Pero la legalidad sufre no solo a consecuencia de los gobernantes sino como fruto del poder no domesticado jurídicamente de los poderes privados del mercado, de los poderes salvajes (Ferrajoli) de la delincuencia transnacional y organizada, de los poderes facticos e invisibles (Bobbio) de sindicatos, logias, iglesias y megacorporaciones nacionales y globales. Precisamente lo que Weber no vislumbró fue lo resaltado a partir de 1944 por los juristas alemanes Otto Kirchheimer y Franz Neumann: que la legalidad puede ser erosionada como consecuencia del funcionamiento desbocado de un capitalismo de carteles y monopolios, de lo que hoy llamaríamos un “capitalismo salvaje”, un “capitalismo de amiguetes”. Domesticar jurídicamente este capitalismo estructuralmente distorsionado es hacer realidad el capitalismo competitivo y socialmente comprometido, es decir, la economía social de mercado que quiere y manda el Estado Social y Democrático de Derecho, consagrado en el artículo 7 de la Constitución.

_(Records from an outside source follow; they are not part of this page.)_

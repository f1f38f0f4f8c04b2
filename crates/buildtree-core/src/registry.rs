//! Included-build registry: the set of composite member builds and the
//! dependency-substitution table built from their published modules.

use std::collections::HashMap;
use std::sync::Arc;

use async_trait::async_trait;
use tracing::info;

use crate::error::{BuildTreeError, BuildTreeResult};
use crate::launcher::{BuildLauncher, LauncherFactory};
use crate::model::{BuildDefinition, BuildPath, ModuleCoordinate};
use crate::nested::NestedBuild;

/// State of one composite member: its immutable definition plus the
/// factory that creates launchers for it.
pub struct IncludedBuildState {
    definition: Arc<BuildDefinition>,
    launcher_factory: Arc<dyn LauncherFactory>,
}

impl IncludedBuildState {
    pub fn new(definition: Arc<BuildDefinition>, launcher_factory: Arc<dyn LauncherFactory>) -> Self {
        Self {
            definition,
            launcher_factory,
        }
    }

    pub fn definition(&self) -> &Arc<BuildDefinition> {
        &self.definition
    }

    pub fn build_path(&self) -> &BuildPath {
        self.definition.build_path()
    }

    /// Create a fresh launcher for one invocation of this build.
    pub async fn create_launcher(&self) -> BuildTreeResult<Arc<dyn BuildLauncher>> {
        self.launcher_factory.create(&self.definition).await
    }

    /// Wrap this build for an ad-hoc nested invocation with guaranteed
    /// launcher shutdown.
    pub fn nested_build(&self) -> NestedBuild {
        NestedBuild::new(
            Arc::clone(&self.definition),
            Arc::clone(&self.launcher_factory),
        )
    }
}

/// Constructs included-build state from definitions.
#[async_trait]
pub trait IncludedBuildFactory: Send + Sync {
    async fn create_build(
        &self,
        definition: &BuildDefinition,
    ) -> BuildTreeResult<Arc<IncludedBuildState>>;
}

/// Default factory: binds every build to a shared [`LauncherFactory`].
pub struct DefaultIncludedBuildFactory {
    launcher_factory: Arc<dyn LauncherFactory>,
}

impl DefaultIncludedBuildFactory {
    pub fn new(launcher_factory: Arc<dyn LauncherFactory>) -> Self {
        Self { launcher_factory }
    }
}

#[async_trait]
impl IncludedBuildFactory for DefaultIncludedBuildFactory {
    async fn create_build(
        &self,
        definition: &BuildDefinition,
    ) -> BuildTreeResult<Arc<IncludedBuildState>> {
        Ok(Arc::new(IncludedBuildState::new(
            Arc::new(definition.clone()),
            Arc::clone(&self.launcher_factory),
        )))
    }
}

/// Tracks composite member builds, keyed by build path, and maps
/// published module coordinates to their owning build.
pub struct IncludedBuildRegistry {
    factory: Arc<dyn IncludedBuildFactory>,
    /// Registration order preserved for deterministic iteration.
    builds: Vec<Arc<IncludedBuildState>>,
    by_path: HashMap<BuildPath, usize>,
    substitutions: HashMap<ModuleCoordinate, BuildPath>,
}

impl IncludedBuildRegistry {
    pub fn new(factory: Arc<dyn IncludedBuildFactory>) -> Self {
        Self {
            factory,
            builds: Vec::new(),
            by_path: HashMap::new(),
            substitutions: HashMap::new(),
        }
    }

    /// Register an included build and wire its published modules into
    /// the substitution table.
    ///
    /// Rejects duplicate build paths and coordinates already published
    /// by another member.
    pub async fn register(
        &mut self,
        definition: BuildDefinition,
    ) -> BuildTreeResult<Arc<IncludedBuildState>> {
        let path = definition.build_path().clone();
        if self.by_path.contains_key(&path) {
            return Err(BuildTreeError::DuplicateBuild {
                build: path.to_string(),
            });
        }

        for coordinate in definition.substitutions() {
            if let Some(existing) = self.substitutions.get(coordinate) {
                return Err(BuildTreeError::AmbiguousSubstitution {
                    coordinate: coordinate.to_string(),
                    existing: existing.to_string(),
                    incoming: path.to_string(),
                });
            }
        }

        let state = self.factory.create_build(&definition).await?;
        for coordinate in definition.substitutions() {
            self.substitutions.insert(coordinate.clone(), path.clone());
        }
        self.by_path.insert(path.clone(), self.builds.len());
        self.builds.push(Arc::clone(&state));

        info!(
            build = %path,
            substitutions = definition.substitutions().len(),
            "included build registered"
        );
        Ok(state)
    }

    /// Look up a member build by path.
    pub fn find_build(&self, path: &BuildPath) -> Option<Arc<IncludedBuildState>> {
        self.by_path.get(path).map(|&i| Arc::clone(&self.builds[i]))
    }

    /// Like [`find_build`] but an unknown path is an error.
    ///
    /// [`find_build`]: IncludedBuildRegistry::find_build
    pub fn build(&self, path: &BuildPath) -> BuildTreeResult<Arc<IncludedBuildState>> {
        self.find_build(path)
            .ok_or_else(|| BuildTreeError::BuildNotFound {
                build: path.to_string(),
            })
    }

    /// Member build registered under `name` (the last path segment), if any.
    pub fn find_build_named(&self, name: &str) -> Option<Arc<IncludedBuildState>> {
        self.builds
            .iter()
            .find(|b| b.definition().name() == name)
            .map(Arc::clone)
    }

    /// Member builds in registration order.
    pub fn included_builds(&self) -> impl Iterator<Item = &Arc<IncludedBuildState>> {
        self.builds.iter()
    }

    pub fn len(&self) -> usize {
        self.builds.len()
    }

    pub fn is_empty(&self) -> bool {
        self.builds.is_empty()
    }

    /// The build whose outputs substitute `coordinate`, if any member
    /// publishes it. Queried by dependency-substitution collaborators.
    pub fn substitution_for(&self, coordinate: &ModuleCoordinate) -> Option<&BuildPath> {
        self.substitutions.get(coordinate)
    }
}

Solo cuando concretemos en la práctica ese capitalismo jurídicamente domesticado se aplicaran efectivamente las normas de competencia y algunos empresarios no recurrirán de día a la seguridad jurídica en defensa de sus inversiones, para luego, de noche, desconocérsela a los derechos adquiridos de los trabajadores a su cesantía, de las empresas fronterizas a sus incentivos fiscales y de los couriers y consumidores a sus exenciones tributarias en las compras por internet menores de US$200.
La gran tarea política de nuestros tiempos, el cometido irrenunciable de la lucha por el Derecho, es no solo llevar el Estado a su propia legalidad como reclamaba Juan Bosch, sino también someter a Derecho a un sistema capitalista que erosiona la normatividad propia del Estado de Derecho.